39. (Synthesis IQ1+IQ2 — 4 marks) A chemist analyses a white powder and finds it: has a sharp melting point of 156°C, does not conduct electricity in solid or liquid state, dissolves readily in hot water but not in hexane, and shows a single spot on TLC chromatography. (a) Is the powder a pure substance or a mixture? Give two pieces of evidence. (b) Classify the bonding in the powder and justify using all four observations. (c) Suggest a possible substance and explain your reasoning. 4 MARKS
40. (Extended response — IQ2+IQ3 synthesis — 6 marks) The boiling points of the hydrides of Group 16 are: H₂O = 100°C, H₂S = −60°C, H₂Se = −41°C, H₂Te = −2°C. Describe and explain the trend in boiling points from H₂S to H₂Te, then explain why H₂O is anomalous. Your answer must include: electron configuration of each central atom, the IMF type present in each molecule, and why the trend reverses at H₂O. 6 MARKS
1. C — Pure water = compound (H₂O, fixed composition). Salt water = NaCl + H₂O, mixed at molecular level = homogeneous mixture.
2. B — Filter first (sand is an undissolved solid). Then evaporate water / crystallise to recover salt. Distillation could separate water from salt solution but crystallisation is more appropriate for solid recovery.
3. D — Chromatography: differential migration based on relative affinity for stationary vs mobile phase (solubility-based distribution). Not BP, not particle size, not density of phases.

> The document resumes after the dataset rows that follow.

use std::{
    borrow::Cow,
    fmt, io,
    path::{Path, PathBuf},
};

use config::builder::{ConfigBuilder, DefaultState};
use serde::de::DeserializeOwned;
use thiserror::Error;

use crate::environment::Environment;

/// Directory containing configuration files relative to the working directory.
const CONFIGURATION_DIR: &str = "configuration";

/// Supported extensions for base and environment configuration files.
const CONFIG_FILE_EXTENSIONS: &[&str] = &["yaml", "yml", "json"];

/// Prefix for environment variable configuration overrides.
const ENV_PREFIX: &str = "APP";

/// Separator between environment variable prefix and key segments.
const ENV_PREFIX_SEPARATOR: &str = "_";

/// Separator for nested configuration keys in environment variables.
const ENV_SEPARATOR: &str = "__";

/// Separator for list elements in environment variables.
const LIST_SEPARATOR: &str = ",";

/// Implemented by configuration roots that can be loaded with [`load_config`].
pub trait Config {
    /// Keys whose environment values are split on commas into lists.
    const LIST_PARSE_KEYS: &'static [&'static str];
}

#[derive(Debug, Clone, Copy)]
enum ConfigFileKind {
    Base,
    Environment(Environment),
}

impl ConfigFileKind {
    fn stem(&self) -> Cow<'static, str> {
        match self {
            ConfigFileKind::Base => Cow::Borrowed("base"),
            ConfigFileKind::Environment(env) => Cow::Borrowed(env.as_str()),
        }
    }
}

impl fmt::Display for ConfigFileKind {
    fn fmt(&self, f: &mut fmt::Formatter<'_>) -> fmt::Result {
        match self {
            ConfigFileKind::Base => f.write_str("base configuration"),
            ConfigFileKind::Environment(env) => write!(f, "{env} environment configuration"),
        }
    }
}

/// Errors raised while locating, parsing or deserializing configuration.
#[derive(Debug, Error)]
pub enum LoadConfigError {
    #[error("failed to determine the current directory: {0}")]
    CurrentDir(#[source] io::Error),

    #[error("configuration directory `{0}` does not exist")]
    MissingConfigurationDirectory(PathBuf),

    #[error("could not locate {kind_description} in `{directory}`; attempted: {attempted}")]
    ConfigurationFileMissing {
        kind_description: String,
        directory: PathBuf,
        attempted: String,
    },

    #[error("failed to load {kind_description} from `{path}`: {source}")]
    ConfigurationFileLoad {
        kind_description: String,
        path: PathBuf,
        source: config::ConfigError,
    },

    #[error("failed to build configuration: {0}")]
    Builder(#[source] config::ConfigError),

    #[error("failed to deserialize configuration: {0}")]
    Deserialization(#[source] config::ConfigError),

    #[error("failed to determine runtime environment: {0}")]
    Environment(#[from] io::Error),
}

/// Loads configuration from `./configuration` for the environment named by `APP_ENVIRONMENT`.
///
/// See [`load_config_from`] for the layering rules.
pub fn load_config<T>() -> Result<T, LoadConfigError>
where
    T: Config + DeserializeOwned,
{
    let base_path = std::env::current_dir().map_err(LoadConfigError::CurrentDir)?;
    let environment = Environment::load()?;

    load_config_from(&base_path.join(CONFIGURATION_DIR), environment)
}

/// Loads layered configuration from `directory`.
///
/// `base.(yaml|yml|json)` is read first, then `{environment}.(yaml|yml|json)`, then
/// `APP_`-prefixed environment variables. Nested keys use double underscores
/// (`APP_PRIMARY__TABLE_NAME`) and list values are comma-separated.
pub fn load_config_from<T>(directory: &Path, environment: Environment) -> Result<T, LoadConfigError>
where
    T: Config + DeserializeOwned,
{
    if !directory.is_dir() {
        return Err(LoadConfigError::MissingConfigurationDirectory(
            directory.to_path_buf(),
        ));
    }

    let base_file = find_configuration_file(directory, ConfigFileKind::Base)?;
    let environment_file =
        find_configuration_file(directory, ConfigFileKind::Environment(environment))?;

    let mut environment_source = config::Environment::with_prefix(ENV_PREFIX)
        .prefix_separator(ENV_PREFIX_SEPARATOR)
        .separator(ENV_SEPARATOR);

    if !T::LIST_PARSE_KEYS.is_empty() {
        environment_source = environment_source
            .try_parsing(true)
            .list_separator(LIST_SEPARATOR);

        for key in T::LIST_PARSE_KEYS {
            environment_source = environment_source.with_list_parse_key(key);
        }
    }

    let builder = config::Config::builder().add_source(config::File::from(base_file.clone()));
    check_source(&builder, ConfigFileKind::Base, &base_file)?;

    let builder = builder.add_source(config::File::from(environment_file.clone()));
    check_source(
        &builder,
        ConfigFileKind::Environment(environment),
        &environment_file,
    )?;

    let settings = builder
        .add_source(environment_source)
        .build()
        .map_err(LoadConfigError::Builder)?;

    settings
        .try_deserialize::<T>()
        .map_err(LoadConfigError::Deserialization)
}

fn find_configuration_file(
    directory: &Path,
    kind: ConfigFileKind,
) -> Result<PathBuf, LoadConfigError> {
    let stem = kind.stem();
    let candidates: Vec<PathBuf> = CONFIG_FILE_EXTENSIONS
        .iter()
        .map(|extension| directory.join(format!("{stem}.{extension}")))
        .collect();

    if let Some(found) = candidates.iter().find(|path| path.is_file()) {
        return Ok(found.clone());
    }

    let attempted = candidates
        .iter()
        .map(|path| format!("`{}`", path.display()))
        .collect::<Vec<_>>()
        .join(", ");

    Err(LoadConfigError::ConfigurationFileMissing {
        kind_description: kind.to_string(),
        directory: directory.to_path_buf(),
        attempted,
    })
}

/// Builds the sources added so far so that a broken file is reported by name.
fn check_source(
    builder: &ConfigBuilder<DefaultState>,
    kind: ConfigFileKind,
    path: &Path,
) -> Result<(), LoadConfigError> {
    builder
        .clone()
        .build()
        .map(|_| ())
        .map_err(|source| LoadConfigError::ConfigurationFileLoad {
            kind_description: kind.to_string(),
            path: path.to_path_buf(),
            source,
        })
}

#[cfg(test)]
mod tests {
    use std::fs;
    use std::time::{SystemTime, UNIX_EPOCH};
    use serde::Deserialize;

    use super::*;

    #[derive(Debug, Deserialize)]
    struct Sample {
        name: String,
        interval: i64,
    }

    impl Config for Sample {
        const LIST_PARSE_KEYS: &'static [&'static str] = &[];
    }

    /// Directory under the system temp dir, removed when dropped.
    struct ScratchDir(PathBuf);

    impl ScratchDir {
        fn new(label: &str) -> Self {
            let nanos = SystemTime::now()
                .duration_since(UNIX_EPOCH)
                .unwrap()
                .as_nanos();
            let dir = std::env::temp_dir().join(format!(
                "datadiff-config-{label}-{}-{nanos}",
                std::process::id()
            ));
            fs::create_dir_all(&dir).unwrap();

            Self(dir)
        }

        fn path(&self) -> &Path {
            &self.0
        }
    }

    impl Drop for ScratchDir {
        fn drop(&mut self) {
            let _ = fs::remove_dir_all(&self.0);
        }
    }

    #[test]
    fn environment_file_overrides_base() {
        let dir = ScratchDir::new("override");
        fs::write(dir.path().join("base.yaml"), "name: base\ninterval: 1000\n").unwrap();
        fs::write(dir.path().join("dev.json"), r#"{"interval": 100}"#).unwrap();

        let sample: Sample = load_config_from(dir.path(), Environment::Dev).unwrap();
        assert_eq!(sample.name, "base");
        assert_eq!(sample.interval, 100);
    }

    #[test]
    fn missing_environment_file_is_reported() {
        let dir = ScratchDir::new("missing");
        fs::write(dir.path().join("base.yml"), "name: base\ninterval: 10\n").unwrap();

        let err = load_config_from::<Sample>(dir.path(), Environment::Prod).unwrap_err();
        match err {
            LoadConfigError::ConfigurationFileMissing {
                kind_description, ..
            } => assert_eq!(kind_description, "prod environment configuration"),
            other => panic!("unexpected error: {other:?}"),
        }
    }

    #[test]
    fn scratch_dir_is_removed_on_drop() {
        let dir = ScratchDir::new("cleanup");
        let path = dir.path().to_path_buf();
        assert!(path.is_dir());

        drop(dir);
        assert!(!path.exists());
    }

    #[test]
    fn missing_directory_is_reported() {
        let dir = std::env::temp_dir().join("datadiff-config-does-not-exist");
        let err = load_config_from::<Sample>(&dir, Environment::Dev).unwrap_err();
        assert!(matches!(
            err,
            LoadConfigError::MissingConfigurationDirectory(_)
        ));
    }
}
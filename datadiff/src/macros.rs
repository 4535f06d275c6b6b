//! Shorthands for building and returning [`crate::error::DiffError`] values.

/// Creates a [`crate::error::DiffError`] from an error kind and description.
///
/// Accepts an optional dynamic detail (`detail = value` moves an owned [`String`], a bare
/// expression is rendered with `to_string`) and an optional `source:` error.
#[macro_export]
macro_rules! diff_error {
    ($kind:expr, $desc:expr) => {
        $crate::error::DiffError::from(($kind, $desc))
    };
    ($kind:expr, $desc:expr, source: $source:expr) => {
        $crate::error::DiffError::from(($kind, $desc)).with_source($source)
    };
    ($kind:expr, $desc:expr, detail = $detail:expr) => {
        $crate::error::DiffError::from(($kind, $desc, $detail))
    };
    ($kind:expr, $desc:expr, detail = $detail:expr, source: $source:expr) => {
        $crate::error::DiffError::from(($kind, $desc, $detail)).with_source($source)
    };
    ($kind:expr, $desc:expr, $detail:expr) => {
        $crate::error::DiffError::from(($kind, $desc, $detail.to_string()))
    };
    ($kind:expr, $desc:expr, $detail:expr, source: $source:expr) => {
        $crate::error::DiffError::from(($kind, $desc, $detail.to_string())).with_source($source)
    };
}

/// Returns early with a [`crate::error::DiffError`] built by [`diff_error!`].
#[macro_export]
macro_rules! bail {
    ($($arg:tt)+) => {
        return ::core::result::Result::Err($crate::diff_error!($($arg)+))
    };
}
//! # dreamsync
//!
//! Client-side core of a dream journal platform: paginated, realtime-synchronized list
//! state for the dream list, the community feed, comment threads and reply threads, plus
//! the socket session that keeps them current.
//!
//! ## Architecture Overview
//!
//! State follows the Elm architecture:
//!
//! - **Model** (`model`): list state, items and the socket session state machine. Every
//!   component exposes `update(&mut self, Message)` and returns the effects it needs
//!   (`FetchRequest`, `Directive`) instead of performing them.
//! - **Infrastructure** (`infrastructure`): REST page sources and mutations, the process-wide
//!   auth session, the websocket transport and the realtime driver.
//! - **Integration** (`integration`): `ListSurface`, which executes effects on tasks and
//!   applies their results to one list while it is mounted.
//!
//! ## Example Usage
//!
//! ```rust
//! use dreamsync::model::list::{ListQuery, ListState, Message, Page};
//! use dreamsync::model::comment::Comment;
//!
//! let mut list: ListState<Comment> = ListState::new(ListQuery::new(), 10);
//! let (_, request) = list.update(Message::Mounted);
//! let request = request.expect("first page is requested on mount");
//!
//! list.update(Message::PageLoaded {
//!     ticket: request.ticket,
//!     page: Page { items: Vec::new(), current_page: 1, total_pages: 0 },
//! });
//! assert!(list.is_empty_state());
//! ```

pub mod cli;
pub mod config;
pub mod error;
pub mod infrastructure;
pub mod integration;
pub mod model;
pub mod utils;

pub use error::{Error, Result};
pub use integration::surface::{ListSurface, SurfaceUpdate};

/// Version information
pub const VERSION: &str = env!("CARGO_PKG_VERSION");
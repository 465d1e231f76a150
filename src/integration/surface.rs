//! A mounted list surface
//!
//! `ListSurface` owns one `ListState` and executes the effects it asks for: page fetches,
//! item mutations and a realtime session. Every effect runs on its own task and reports back
//! through a channel; results are applied in `next`/`settle`, one at a time, so the list is
//! only ever mutated from the owner's task.
//!
//! Unmounting cancels the liveness token shared by every spawned task. Nothing queued before
//! or resolved after that point reaches the state.

use std::any::Any;
use std::future::{self, Future};
use std::panic::AssertUnwindSafe;
use std::sync::Arc;

use futures::FutureExt;
use serde_json::Value;
use tokio::sync::mpsc;
use tokio_util::sync::CancellationToken;

use crate::{
    error::{Error, Result},
    infrastructure::{
        api::{ItemMutations, Mutation, PageSource, Resource},
        auth::{AuthSession, TokenRefresher},
        realtime::{RealtimeConfig, RealtimeHandle, RealtimeSession},
        socket::SocketTransport,
    },
    model::{
        edit::{EditOutcome, Message as EditMessage, PendingEdit},
        item::{merge_nested, Item, Payload},
        list::{FetchRequest, ListQuery, ListState, Message, Outcome, Page, Ticket},
        reconcile::{self, RealtimeEvent},
        session::ConnectionState,
    },
};

/// What `next` applied to the list
#[derive(Debug, Clone, PartialEq, Eq)]
pub enum SurfaceUpdate {
    PageMerged { page: u32, added: usize },
    PageFailed(Error),
    /// A page arrived for a fetch that was superseded
    StaleDiscarded,
    Reconciled { id: String, changed: bool },
    Mutated { id: String, changed: bool },
    Created { id: String },
    Removed { id: String },
    MutationFailed(Error),
    /// The realtime session stopped; only fetching keeps the list current
    RealtimeEnded,
}

impl SurfaceUpdate {
    /// The failure this update reports. A discarded page reports `StaleResponse`.
    pub fn error(&self) -> Option<Error> {
        match self {
            SurfaceUpdate::PageFailed(error) | SurfaceUpdate::MutationFailed(error) => {
                Some(error.clone())
            }
            SurfaceUpdate::StaleDiscarded => Some(Error::StaleResponse),
            _ => None,
        }
    }
}

/// How a confirmed mutation payload is applied
#[derive(Debug, Clone, Copy, PartialEq, Eq)]
enum Target {
    Fields,
    Nested,
    Remove,
}

enum Completion<T> {
    Page {
        ticket: Ticket,
        result: Result<Page<T>>,
    },
    Mutation {
        id: String,
        target: Target,
        result: Result<Payload>,
    },
    Created {
        parent_id: String,
        result: Result<Payload>,
    },
}

pub struct ListSurface<T, S> {
    state: ListState<T>,
    source: Arc<S>,
    alive: CancellationToken,
    tx: mpsc::UnboundedSender<Completion<T>>,
    rx: mpsc::UnboundedReceiver<Completion<T>>,
    /// Spawned fetches and mutations whose completion has not been applied yet
    outstanding: usize,
    realtime: Option<RealtimeHandle>,
}

impl<T: Item, S: PageSource<T>> ListSurface<T, S> {
    pub fn new(source: S, query: ListQuery, limit: u32) -> Self {
        let (tx, rx) = mpsc::unbounded_channel();
        Self {
            state: ListState::new(query, limit),
            source: Arc::new(source),
            alive: CancellationToken::new(),
            tx,
            rx,
            outstanding: 0,
            realtime: None,
        }
    }

    pub fn state(&self) -> &ListState<T> {
        &self.state
    }

    pub fn is_mounted(&self) -> bool {
        !self.alive.is_cancelled()
    }

    /// Whether fetches or mutations are still running
    pub fn is_busy(&self) -> bool {
        self.outstanding > 0
    }

    pub fn realtime_state(&self) -> Option<ConnectionState> {
        self.realtime.as_ref().map(RealtimeHandle::state)
    }

    /// Request the first page
    pub fn mount(&mut self) {
        self.send(Message::Mounted);
    }

    pub fn sentinel_visibility_changed(&mut self, visible: bool) {
        self.send(Message::SentinelVisibilityChanged(visible));
    }

    pub fn set_query(&mut self, query: ListQuery) {
        self.send(Message::FilterChanged(query));
    }

    pub fn refresh(&mut self) {
        self.send(Message::RefreshRequested);
    }

    pub fn retry(&mut self) {
        self.send(Message::RetryRequested);
    }

    fn send(&mut self, message: Message<T>) {
        if !self.is_mounted() {
            return;
        }
        let (_, request) = self.state.update(message);
        if let Some(request) = request {
            self.fetch(request);
        }
    }

    fn fetch(&mut self, request: FetchRequest) {
        tracing::debug!("Fetching page {} of {}", request.page, request.epoch.as_str());
        let source = Arc::clone(&self.source);
        let (ticket, page) = (request.ticket, request.page);
        self.spawn(
            async move {
                let result = source.fetch_page(request).await;
                Completion::Page { ticket, result }
            },
            move |message| Completion::Page {
                ticket,
                result: Err(Error::Fetch { page, message }),
            },
        );
    }

    /// Local patch, e.g. a denormalized counter derived from another surface
    pub fn patch<F>(&mut self, id: &str, updater: F) -> bool
    where
        F: FnOnce(&T) -> T,
    {
        self.is_mounted() && self.state.patch(id, updater)
    }

    /// Run `mutation` against the server and apply the confirmed result
    pub fn mutate<M: ItemMutations>(
        &mut self,
        api: &Arc<M>,
        resource: Resource,
        id: &str,
        mutation: Mutation,
    ) {
        if !self.is_mounted() {
            return;
        }
        let target = if mutation == Mutation::Delete {
            Target::Remove
        } else if mutation.targets_nested() {
            Target::Nested
        } else {
            Target::Fields
        };
        let api = Arc::clone(api);
        let id = id.to_string();
        let failed_id = id.clone();
        self.spawn(
            async move {
                let result = api.mutate(resource, &id, mutation).await;
                Completion::Mutation { id, target, result }
            },
            move |message| Completion::Mutation {
                id: failed_id.clone(),
                target,
                result: Err(Error::Mutation {
                    id: failed_id,
                    message,
                }),
            },
        );
    }

    /// Start saving `edit`. Returns the edit's outcome; nothing is sent unless it is `Save`.
    pub fn save_edit<M: ItemMutations>(
        &mut self,
        api: &Arc<M>,
        resource: Resource,
        edit: &mut PendingEdit,
    ) -> EditOutcome {
        let outcome = edit.update(EditMessage::SaveStarted);
        if let EditOutcome::Save(text) = &outcome {
            self.mutate(
                api,
                resource,
                edit.item_id(),
                Mutation::Edit { text: text.clone() },
            );
        }
        outcome
    }

    /// Post a new child item and show it at the top once the server confirms it
    pub fn create<M: ItemMutations>(
        &mut self,
        api: &Arc<M>,
        resource: Resource,
        parent_id: &str,
        text: &str,
    ) {
        if !self.is_mounted() {
            return;
        }
        let api = Arc::clone(api);
        let parent_id = parent_id.to_string();
        let failed_id = parent_id.clone();
        let text = text.to_string();
        self.spawn(
            async move {
                let result = api.create(resource, &parent_id, &text).await;
                Completion::Created { parent_id, result }
            },
            move |message| Completion::Created {
                parent_id: failed_id.clone(),
                result: Err(Error::Mutation {
                    id: failed_id,
                    message,
                }),
            },
        );
    }

    /// Open a realtime session bound to this surface's lifetime
    pub fn connect_realtime<Tr, R>(
        &mut self,
        transport: Tr,
        auth: AuthSession,
        refresher: Arc<R>,
        config: RealtimeConfig,
    ) where
        Tr: SocketTransport,
        R: TokenRefresher,
    {
        if !self.is_mounted() {
            return;
        }
        let handle =
            RealtimeSession::spawn(transport, auth, refresher, config, self.alive.child_token());
        self.attach_realtime(handle);
    }

    /// Deliver the events of `handle` to this surface, replacing any previous session
    pub fn attach_realtime(&mut self, handle: RealtimeHandle) {
        if self.is_mounted() {
            self.realtime = Some(handle);
        }
    }

    /// Run `work` on its own task. A panicking task still reports back, through `failed`, so
    /// that `outstanding` always drains.
    fn spawn<F, E>(&mut self, work: F, failed: E)
    where
        F: Future<Output = Completion<T>> + Send + 'static,
        E: FnOnce(String) -> Completion<T> + Send + 'static,
    {
        self.outstanding += 1;
        let tx = self.tx.clone();
        let alive = self.alive.clone();
        tokio::spawn(async move {
            tokio::select! {
                () = alive.cancelled() => {}
                outcome = AssertUnwindSafe(work).catch_unwind() => {
                    let completion = outcome.unwrap_or_else(|panic| {
                        let message = panic_message(panic.as_ref());
                        tracing::error!("List task panicked: {message}");
                        failed(message)
                    });
                    let _ = tx.send(completion);
                }
            }
        });
    }

    /// Wait for the next fetch, mutation or realtime event and apply it.
    ///
    /// Returns `None` once unmounted, or when nothing is outstanding and no realtime session
    /// is attached.
    pub async fn next(&mut self) -> Option<SurfaceUpdate> {
        loop {
            if !self.is_mounted() || (self.outstanding == 0 && self.realtime.is_none()) {
                return None;
            }
            let update = tokio::select! {
                biased;
                () = self.alive.cancelled() => return None,
                Some(completion) = self.rx.recv(), if self.outstanding > 0 => {
                    self.complete(completion)
                }
                event = next_realtime(&mut self.realtime) => match event {
                    Some(event) => Some(self.reconcile(&event)),
                    None => {
                        self.realtime = None;
                        Some(SurfaceUpdate::RealtimeEnded)
                    }
                },
            };
            if update.is_some() {
                return update;
            }
        }
    }

    /// Apply completions until no fetch or mutation is outstanding. Realtime events stay
    /// queued for `next`.
    pub async fn settle(&mut self) -> Vec<SurfaceUpdate> {
        let mut updates = Vec::new();
        while self.is_mounted() && self.outstanding > 0 {
            let completion = tokio::select! {
                biased;
                () = self.alive.cancelled() => break,
                completion = self.rx.recv() => completion,
            };
            let Some(completion) = completion else {
                break;
            };
            updates.extend(self.complete(completion));
        }
        updates
    }

    /// Cancel everything in flight and close the realtime session
    pub async fn unmount(&mut self) {
        if !self.is_mounted() {
            return;
        }
        self.alive.cancel();
        self.rx.close();
        self.outstanding = 0;
        if let Some(mut realtime) = self.realtime.take() {
            realtime.shutdown().await;
        }
        tracing::debug!("List surface unmounted");
    }

    fn complete(&mut self, completion: Completion<T>) -> Option<SurfaceUpdate> {
        self.outstanding = self.outstanding.saturating_sub(1);
        if !self.is_mounted() {
            return None;
        }
        match completion {
            Completion::Page { ticket, result } => {
                let message = match result {
                    Ok(page) => Message::PageLoaded { ticket, page },
                    Err(error) => Message::PageFailed { ticket, error },
                };
                match self.state.update(message).0 {
                    Outcome::PageMerged { page, added } => {
                        Some(SurfaceUpdate::PageMerged { page, added })
                    }
                    Outcome::Failed(error) => Some(SurfaceUpdate::PageFailed(error)),
                    Outcome::Discarded => Some(SurfaceUpdate::StaleDiscarded),
                    Outcome::Unchanged => None,
                }
            }
            Completion::Mutation { id, target, result } => match result {
                Ok(payload) => Some(self.apply_confirmed(id, target, &payload)),
                Err(error) => {
                    tracing::error!("{error}");
                    Some(SurfaceUpdate::MutationFailed(error))
                }
            },
            Completion::Created { parent_id, result } => {
                let created = result.and_then(|payload| {
                    serde_json::from_value::<T>(Value::Object(payload)).map_err(|e| {
                        Error::Mutation {
                            id: parent_id.clone(),
                            message: e.to_string(),
                        }
                    })
                });
                match created {
                    Ok(item) => {
                        let id = item.id().to_string();
                        self.state.prepend(item);
                        Some(SurfaceUpdate::Created { id })
                    }
                    Err(error) => {
                        tracing::error!("{error}");
                        Some(SurfaceUpdate::MutationFailed(error))
                    }
                }
            }
        }
    }

    fn apply_confirmed(
        &mut self,
        id: String,
        target: Target,
        payload: &Payload,
    ) -> SurfaceUpdate {
        match target {
            Target::Fields => {
                let changed = self.state.merge(&id, payload);
                SurfaceUpdate::Mutated { id, changed }
            }
            Target::Nested => {
                let merged = self
                    .state
                    .get(&id)
                    .and_then(|item| merge_nested(item, payload));
                let changed = merged.is_some_and(|merged| self.state.patch(&id, move |_| merged));
                SurfaceUpdate::Mutated { id, changed }
            }
            Target::Remove => {
                self.state.remove(&id);
                SurfaceUpdate::Removed { id }
            }
        }
    }

    fn reconcile(&mut self, event: &RealtimeEvent) -> SurfaceUpdate {
        let changed = reconcile::apply(&mut self.state, event);
        SurfaceUpdate::Reconciled {
            id: event.id().unwrap_or_default().to_string(),
            changed,
        }
    }
}

impl<T, S> Drop for ListSurface<T, S> {
    fn drop(&mut self) {
        self.alive.cancel();
    }
}

fn panic_message(panic: &(dyn Any + Send)) -> String {
    panic
        .downcast_ref::<&str>()
        .map(|message| (*message).to_string())
        .or_else(|| panic.downcast_ref::<String>().cloned())
        .unwrap_or_else(|| "task panicked".to_string())
}

async fn next_realtime(realtime: &mut Option<RealtimeHandle>) -> Option<RealtimeEvent> {
    match realtime {
        Some(handle) => handle.recv().await,
        None => future::pending().await,
    }
}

4. A — BaSO₄ is essentially insoluble (Ksp ≈ 1×10⁻¹⁰) — precipitates quantitatively. Filter, dry, weigh → calculate SO₄²⁻ mass. Classic gravimetric analysis.
5. C — Ethanol (BP 78°C) and water (BP 100°C) are miscible liquids separated by fractional distillation exploiting the 22°C BP difference. Filtration doesn't apply (both liquids). Crystallisation doesn't separate two miscible liquids efficiently.
6. B — Homogeneous mixture: uniform at molecular scale, variable composition, separable by physical means. Pure substance: fixed composition, constant properties (fixed MP/BP), cannot be separated by physical means without chemical change.
7. D — Multiple spots on chromatogram → mixture. Blue (highest Rf = most soluble in mobile phase) + yellow (medium Rf) + green (low Rf, possibly incompletely separated). The green ink appears green because it's a blend of blue and yellow pigments. Each spot = a different component.
8. B — CH₄: covalent molecular, only dispersion forces → lowest MP (−182°C). H₂O: covalent molecular with H-bonds → MP 0°C. NaCl: ionic lattice → MP 801°C. Diamond: covalent network → MP >3500°C.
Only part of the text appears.